À minha frente estavam duas pessoas. Um, ainda novo, estava a teclar no portátil, presumivelmente para não perder, em vão, todo aquele tempo em queima de lento fogo perdido. Reparei que uma funcionária tratou-o por “senhor doutor” –deveria ser advogado.
Entre nós os dois, a comprar a “Via-Verde”, estava a ser atendido um homem de cerca de 60 anos. A funcionária dos CTT, Julieta –reparei no identificativo-, deveria ter a mesma idade. Ela foi inserindo os dados no computador necessários e, às tantas, solicita:
-O seu o número de telemóvel? –era de preenchimento obrigatório, informou a senhora.
-Não tenho! –respondeu o cliente.
-Não tem telemóvel? -admirou-se a mulher numa primeira fase.
-E agora?! O questionário da Via-Verde não admite número fixo –retorquiu Julieta. Reparei que o homem começou a ficar nervoso. Parecia um nativo perdido em Nova Iorque.
-O senhor não tem o de um familiar? –alvitrou a senhora, tentando salvar o trabalho já realizado até aí.
-De cabeça não tenho. Não me lembro de nenhum –respondeu o senhor. Só se ligar lá para casa, para a minha mulher. Talvez tenha o da minha filha. (O presumível advogado emprestou o telemóvel e o homem ligou). Está lá? És tu, Maria? É o teu marido. Estou aqui numa embrulhada, nos Correios. Precisam de um número de telemóvel –e a ouvinte do outro lado lá lhe forneceu um número.
-O seu e-mail? – continuou a questionar Julieta.
-O meu quê?! –O homem ficou aparvalhado.
Eu não sei o que isso é. É dos computadores, não é? –interrogou novamente à procura de uma ponte de salvação.
-Sim, é uma caixa de correio electrónico. Mas não se preocupe, para aqui, para isto, não é obrigatório. Deixe lá, não fique assim -tentou contemporizar Julieta para acalmar o homem. Eu também não tenho e-mail. Também não percebo nada de computadores. Apenas sei o básico. Sou uma triste. Nem e-mail tenho –e sorriu para o homem. Este pareceu ficar melhor. Certamente a pensar que havia muitos mais “info-excluídos” do que ele próprio pensava.
Continuou Julieta: Já pedi várias vezes aqui na empresa que me arranjassem formação. Sinto-me uma analfabeta, percebe? Tenho um filho que entende muito de computadores mas não vive comigo. Não tenho ninguém que me ensine. Tenho andado a ver se arranjo um curso.

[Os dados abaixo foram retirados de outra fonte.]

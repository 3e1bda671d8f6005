//! Schema diagnostics: verify that the expected tables and columns exist.
//!
//! Queries sqlite_master and pragma_table_info and reports what is present
//! and what is missing. Surfaced through the `--check-schema` CLI mode.

use rusqlite::Connection;

use crate::error::Result;

/// Expected tables and the columns each must have.
const EXPECTED_SCHEMA: &[(&str, &[&str])] = &[
    ("users", &["id", "email", "name", "created_at"]),
    (
        "profiles",
        &["id", "user_id", "role", "created_at", "updated_at"],
    ),
    (
        "api_keys",
        &[
            "id",
            "user_id",
            "name",
            "key_prefix",
            "key_hash",
            "created_at",
            "revoked_at",
        ],
    ),
    (
        "invoices",
        &[
            "id",
            "customer_name",
            "customer_email",
            "amount_cents",
            "currency",
            "status",
            "created_at",
        ],
    ),
    (
        "payment_records",
        &[
            "id",
            "invoice_id",
            "processor_ref",
            "status",
            "amount_cents",
            "created_at",
        ],
    ),
    (
        "refunds",
        &[
            "id",
            "invoice_id",
            "processor_refund_id",
            "payment_intent_id",
            "amount_cents",
            "reason",
            "admin_notes",
            "status",
            "refunded_by",
            "created_at",
        ],
    ),
];

/// Outcome of a schema check.
#[derive(Debug, Default)]
pub struct SchemaReport {
    pub present_tables: Vec<String>,
    pub missing_tables: Vec<String>,
    /// (table, column) pairs that exist in the expectation but not the db
    pub missing_columns: Vec<(String, String)>,
}

impl SchemaReport {
    pub fn is_ok(&self) -> bool {
        self.missing_tables.is_empty() && self.missing_columns.is_empty()
    }
}

fn table_exists(conn: &Connection, table: &str) -> rusqlite::Result<bool> {
    let count: i64 = conn.query_row(
        "SELECT COUNT(*) FROM sqlite_master WHERE type = 'table' AND name = ?1",
        [table],
        |row| row.get(0),
    )?;
    Ok(count > 0)
}

fn table_columns(conn: &Connection, table: &str) -> rusqlite::Result<Vec<String>> {
    let mut stmt = conn.prepare("SELECT name FROM pragma_table_info(?1)")?;
    let cols = stmt
        .query_map([table], |row| row.get::<_, String>(0))?
        .collect::<rusqlite::Result<Vec<_>>>()?;
    Ok(cols)
}

/// Check the live database against the expected schema.
pub fn check_schema(conn: &Connection) -> Result<SchemaReport> {
    let mut report = SchemaReport::default();

    for (table, expected_cols) in EXPECTED_SCHEMA {
        if !table_exists(conn, table)? {
            report.missing_tables.push(table.to_string());
            continue;
        }
        report.present_tables.push(table.to_string());

        let actual = table_columns(conn, table)?;
        for col in *expected_cols {
            if !actual.iter().any(|c| c == col) {
                report.missing_columns.push((table.to_string(), col.to_string()));
            }
        }
    }

    Ok(report)
}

O homem respirou fundo, como se tivesse ficado mais aliviado. Não se sabe o que lhe iria no pensamento, mas, uma coisa é certa, Julieta ao dividir com ele o drama que a atormentava, talvez sem o saber, salvou o dia ao “velho” cliente dos Correios.
O ENTERRO DOS PORTAGEIROS
O DEM custa 37,50, já com um carregamento de 10 euros. Está bem à vista de todos que estamos perante uma medida que visa enterrar de vez as poucas centenas de portageiros que ainda vão resistindo na Brisa. Claro que ninguém se preocupa com isto. E muito menos se cerca de 40 por cento da nossa população portuguesa é “info-excluída”, isto é, não percebe nada de computadores. Isso não interessa nada!
A toda a força, temos, todos, de fazer parte de uma sociedade estandardizada, formatada, e obrigatoriamente temos de ser o que outros seres pensantes querem que sejamos. Onde fica o nosso direito à intimidade? É óbvio que em lado nenhum. Isso é coisa de outro tempo.